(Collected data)
───

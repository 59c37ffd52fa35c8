//! # TideDB Core
//!
//! Leveled compaction engine for TideDB.
//!
//! This crate provides:
//! - Immutable sorted segments with point lookup and batched cursors
//! - Copy-on-write manifest snapshots describing every level
//! - The compaction clerk, candidate selector and k-way merge engine
//! - The manifest swap and deferred deletion handshake
//! - A reference level manager that owns a ledger directory
//!
//! ## Example
//!
//! ```rust,ignore
//! use std::sync::Arc;
//! use tidedb_core::{CompactionConfig, LevelManager, SegmentRecord, SequenceNumber};
//!
//! let manager = Arc::new(LevelManager::open(path, CompactionConfig::default())?);
//! let clerks = manager.spawn_clerks()?;
//!
//! manager.flush(&[SegmentRecord::put("k", "v", SequenceNumber::new(1))])?;
//! assert_eq!(manager.get(b"k")?.as_deref(), Some(&b"v"[..]));
//! ```

#![deny(unsafe_code)]
#![warn(missing_docs)]

pub mod compaction;
mod config;
mod error;
mod ledger;
mod levels;
mod manifest;
pub mod segment;
mod stats;
#[cfg(test)]
mod test_support;
mod types;

pub use compaction::{
    next_poll_interval, perform_merge, split_overlapping, CandidateSelector, Clerk, ClerkHandle,
    ClerkPrompter, ClerkState, CompactionOwner, ManifestChange, MergeEngine, MergeIterator,
    MergeOutput, MergeResult, MergeSource, RandomSelector, RoundOutcome, SegmentIter, WorkItem,
    WorkResponse,
};
pub use config::CompactionConfig;
pub use error::{CoreError, CoreResult};
pub use ledger::{segment_file_name, LedgerDir};
pub use levels::LevelManager;
pub use manifest::{
    EntryRecord, Manifest, ManifestEntry, ManifestRecord, ManifestSnapshot, MANIFEST_MAGIC,
    MANIFEST_VERSION,
};
pub use segment::{
    FileSegmentFactory, MemorySegmentFactory, RecordValue, Segment, SegmentCursor,
    SegmentFactory, SegmentHandle, SegmentRecord, SegmentWriter,
};
pub use stats::{CompactionStats, StatsSnapshot};
pub use types::{compute_crc32, Key, KeyRange, LevelId, SequenceNumber};
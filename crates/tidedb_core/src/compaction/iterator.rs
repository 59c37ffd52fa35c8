//! Pull iterators used by the merge engine.
//!
//! [`SegmentIter`] turns the continuation-style [`SegmentCursor`] into a
//! record-at-a-time iterator that refills in batches. [`MergeIterator`] merges
//! several of them with a binary heap.

use crate::error::CoreResult;
use crate::segment::{SegmentCursor, SegmentRecord};
use std::cmp::{Ordering, Reverse};
use std::collections::{BinaryHeap, VecDeque};

/// Record-at-a-time iterator over one segment cursor.
#[derive(Debug)]
pub struct SegmentIter {
    cursor: Option<SegmentCursor>,
    buffer: VecDeque<SegmentRecord>,
    batch_size: usize,
}

impl SegmentIter {
    /// Wraps `cursor`, reading `batch_size` records per refill.
    #[must_use]
    pub fn new(cursor: SegmentCursor, batch_size: usize) -> Self {
        Self {
            cursor: Some(cursor),
            buffer: VecDeque::new(),
            batch_size: batch_size.max(1),
        }
    }

    /// Returns the next record, or `None` once the cursor is exhausted.
    pub fn next_record(&mut self) -> CoreResult<Option<SegmentRecord>> {
        while self.buffer.is_empty() {
            let Some(cursor) = self.cursor.take() else {
                return Ok(None);
            };
            let (records, remainder) = cursor.read_next(self.batch_size)?;
            self.buffer.extend(records);
            self.cursor = remainder;
        }
        Ok(self.buffer.pop_front())
    }

    /// Returns true once every record has been handed out.
    #[must_use]
    pub fn is_exhausted(&self) -> bool {
        self.buffer.is_empty() && self.cursor.is_none()
    }
}

/// Where a merged record came from.
///
/// The derived order is the tie-break rank: the upper segment outranks every
/// sink, and sinks rank by position.
#[derive(Debug, Clone, Copy, PartialEq, Eq, PartialOrd, Ord, Hash)]
pub enum MergeSource {
    /// The segment being pushed down. Newer than any sink.
    Upper,
    /// The `n`-th overlapping segment of the target level.
    Sink(usize),
}

struct HeapEntry {
    record: SegmentRecord,
    source: MergeSource,
    slot: usize,
}

impl PartialEq for HeapEntry {
    fn eq(&self, other: &Self) -> bool {
        self.cmp(other) == Ordering::Equal
    }
}

impl Eq for HeapEntry {}

impl PartialOrd for HeapEntry {
    fn partial_cmp(&self, other: &Self) -> Option<Ordering> {
        Some(self.cmp(other))
    }
}

impl Ord for HeapEntry {
    fn cmp(&self, other: &Self) -> Ordering {
        // Ascending key, then ascending rank. Wrapped in Reverse for the heap.
        self.record
            .key
            .cmp(&other.record.key)
            .then(self.source.cmp(&other.source))
    }
}

/// K-way merge of an upper segment over its sinks.
///
/// Records come out in strictly ascending key order. When several sources
/// hold the same key, the highest-ranked one wins and the others are dropped.
pub struct MergeIterator {
    sources: Vec<(MergeSource, SegmentIter)>,
    heap: BinaryHeap<Reverse<HeapEntry>>,
    dropped: u64,
}

impl MergeIterator {
    /// Primes the heap with the first record of every source.
    pub fn new(upper: SegmentIter, sinks: Vec<SegmentIter>) -> CoreResult<Self> {
        let mut sources = Vec::with_capacity(sinks.len() + 1);
        sources.push((MergeSource::Upper, upper));
        sources.extend(
            sinks
                .into_iter()
                .enumerate()
                .map(|(i, iter)| (MergeSource::Sink(i), iter)),
        );

        let mut merge = Self {
            heap: BinaryHeap::with_capacity(sources.len()),
            sources,
            dropped: 0,
        };
        for slot in 0..merge.sources.len() {
            merge.refill(slot)?;
        }
        Ok(merge)
    }

    fn refill(&mut self, slot: usize) -> CoreResult<()> {
        let (source, iter) = &mut self.sources[slot];
        if let Some(record) = iter.next_record()? {
            self.heap.push(Reverse(HeapEntry {
                record,
                source: *source,
                slot,
            }));
        }
        Ok(())
    }

    /// Returns the next surviving record and its source.
    pub fn next_entry(&mut self) -> CoreResult<Option<(SegmentRecord, MergeSource)>> {
        let Some(Reverse(winner)) = self.heap.pop() else {
            return Ok(None);
        };
        self.refill(winner.slot)?;

        while let Some(Reverse(next)) = self.heap.peek() {
            if next.record.key != winner.record.key {
                break;
            }
            let slot = next.slot;
            self.heap.pop();
            self.dropped += 1;
            self.refill(slot)?;
        }

        Ok(Some((winner.record, winner.source)))
    }

    /// Takes up to `max` records.
    pub fn take_batch(&mut self, max: usize) -> CoreResult<Vec<SegmentRecord>> {
        let mut batch = Vec::with_capacity(max.min(4096));
        while batch.len() < max {
            match self.next_entry()? {
                Some((record, _)) => batch.push(record),
                None => break,
            }
        }
        Ok(batch)
    }

    /// Returns true once every source is exhausted.
    #[must_use]
    pub fn is_exhausted(&self) -> bool {
        self.heap.is_empty()
    }

    /// Returns true if `source` has nothing left, including its pending record.
    #[must_use]
    pub fn source_exhausted(&self, source: MergeSource) -> bool {
        let Some(slot) = self.sources.iter().position(|(s, _)| *s == source) else {
            return true;
        };
        self.sources[slot].1.is_exhausted()
            && !self.heap.iter().any(|Reverse(entry)| entry.slot == slot)
    }

    /// Returns the number of superseded duplicates dropped so far.
    #[must_use]
    pub fn dropped(&self) -> u64 {
        self.dropped
    }
}
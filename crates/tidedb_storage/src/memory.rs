//! In-memory storage backend.

use crate::backend::StorageBackend;
use crate::error::{StorageError, StorageResult};
use parking_lot::RwLock;

/// An in-memory storage backend.
///
/// Used for segments that never touch disk: unit tests, merge benchmarks and
/// the in-memory segment factory. A backend built with
/// [`InMemoryBackend::sealed`] rejects appends the same way a read-only
/// [`super::FileBackend`] does.
///
/// # Example
///
/// ```rust
/// use tidedb_storage::{StorageBackend, InMemoryBackend};
///
/// let mut backend = InMemoryBackend::new();
/// let offset = backend.append(b"test data").unwrap();
/// assert_eq!(offset, 0);
/// assert_eq!(backend.size().unwrap(), 9);
/// ```
#[derive(Debug, Default)]
pub struct InMemoryBackend {
    data: RwLock<Vec<u8>>,
    sealed: bool,
}

impl InMemoryBackend {
    /// Creates a new empty, writable backend.
    #[must_use]
    pub fn new() -> Self {
        Self::default()
    }

    /// Creates a read-only backend over existing bytes.
    ///
    /// Useful for feeding hand-crafted or corrupted segment images to a reader.
    #[must_use]
    pub fn sealed(data: Vec<u8>) -> Self {
        Self {
            data: RwLock::new(data),
            sealed: true,
        }
    }
}

impl StorageBackend for InMemoryBackend {
    fn read_at(&self, offset: u64, len: usize) -> StorageResult<Vec<u8>> {
        let data = self.data.read();
        let size = data.len() as u64;
        let end = offset.saturating_add(len as u64);

        if end > size {
            return Err(StorageError::ReadPastEnd { offset, len, size });
        }

        Ok(data[offset as usize..end as usize].to_vec())
    }

    fn append(&mut self, bytes: &[u8]) -> StorageResult<u64> {
        if self.sealed {
            return Err(StorageError::ReadOnly);
        }
        let mut data = self.data.write();
        let offset = data.len() as u64;
        data.extend_from_slice(bytes);
        Ok(offset)
    }

    fn size(&self) -> StorageResult<u64> {
        Ok(self.data.read().len() as u64)
    }

    fn sync(&mut self) -> StorageResult<()> {
        Ok(())
    }
}

#[cfg(test)]
mod tests {
    use super::*;

    #[test]
    fn append_returns_running_offsets() {
        let mut backend = InMemoryBackend::new();
        assert_eq!(backend.append(b"TSEG").unwrap(), 0);
        assert_eq!(backend.append(b"record").unwrap(), 4);
        assert_eq!(backend.size().unwrap(), 10);
        assert_eq!(backend.read_at(4, 6).unwrap(), b"record");
    }

    #[test]
    fn read_past_end_fails() {
        let mut backend = InMemoryBackend::new();
        backend.append(b"hello").unwrap();

        assert!(matches!(
            backend.read_at(10, 5),
            Err(StorageError::ReadPastEnd { .. })
        ));
        assert!(matches!(
            backend.read_at(3, 10),
            Err(StorageError::ReadPastEnd { .. })
        ));
        assert!(backend.read_at(5, 0).unwrap().is_empty());
    }

    #[test]
    fn sealed_backend_is_read_only() {
        let mut backend = InMemoryBackend::sealed(b"frozen".to_vec());
        assert_eq!(backend.read_at(0, 6).unwrap(), b"frozen");
        assert!(matches!(backend.append(b"x"), Err(StorageError::ReadOnly)));
        assert_eq!(backend.size().unwrap(), 6);
    }
}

───

Each line from the first line of the entries up to and including the line containing "use crate::error::CoreResult;" should be transcribed exactly, with all other lines left out.

§ RESULT OF THE EXERCISE:
repository 59c37ffd52fa35c8
//! # TideDB Core
//!
//! Leveled compaction engine for TideDB.
//!
//! This crate provides:
//! - Immutable sorted segments with point lookup and batched cursors
//! - Copy-on-write manifest snapshots describing every level
//! - The compaction clerk, candidate selector and k-way merge engine
//! - The manifest swap and deferred deletion handshake
//! - A reference level manager that owns a ledger directory
//!
//! ## Example
//!
//! ```rust,ignore
//! use std::sync::Arc;
//! use tidedb_core::{CompactionConfig, LevelManager, SegmentRecord, SequenceNumber};
//!
//! let manager = Arc::new(LevelManager::open(path, CompactionConfig::default())?);
//! let clerks = manager.spawn_clerks()?;
//!
//! manager.flush(&[SegmentRecord::put("k", "v", SequenceNumber::new(1))])?;
//! assert_eq!(manager.get(b"k")?.as_deref(), Some(&b"v"[..]));
//! ```

#![deny(unsafe_code)]
#![warn(missing_docs)]

pub mod compaction;
mod config;
mod error;
mod ledger;
mod levels;
mod manifest;
pub mod segment;
mod stats;
#[cfg(test)]
mod test_support;
mod types;

pub use compaction::{
    next_poll_interval, perform_merge, split_overlapping, CandidateSelector, Clerk, ClerkHandle,
    ClerkPrompter, ClerkState, CompactionOwner, ManifestChange, MergeEngine, MergeIterator,
    MergeOutput, MergeResult, MergeSource, RandomSelector, RoundOutcome, SegmentIter, WorkItem,
    WorkResponse,
};
pub use config::CompactionConfig;
pub use error::{CoreError, CoreResult};
pub use ledger::{segment_file_name, LedgerDir};
pub use levels::LevelManager;
pub use manifest::{
    EntryRecord, Manifest, ManifestEntry, ManifestRecord, ManifestSnapshot, MANIFEST_MAGIC,
    MANIFEST_VERSION,
};
pub use segment::{
    FileSegmentFactory, MemorySegmentFactory, RecordValue, Segment, SegmentCursor,
    SegmentFactory, SegmentHandle, SegmentRecord, SegmentWriter,
};
pub use stats::{CompactionStats, StatsSnapshot};
pub use types::{compute_crc32, Key, KeyRange, LevelId, SequenceNumber};
filename crates/tidedb_core/src/compaction/iterator.rs
repository 59c37ffd52fa35c8
//! Pull iterators used by the merge engine.
//!
//! [`SegmentIter`] turns the continuation-style [`SegmentCursor`] into a
//! record-at-a-time iterator that refills in batches. [`MergeIterator`] merges
//! several of them with a binary heap.

use crate::error::CoreResult;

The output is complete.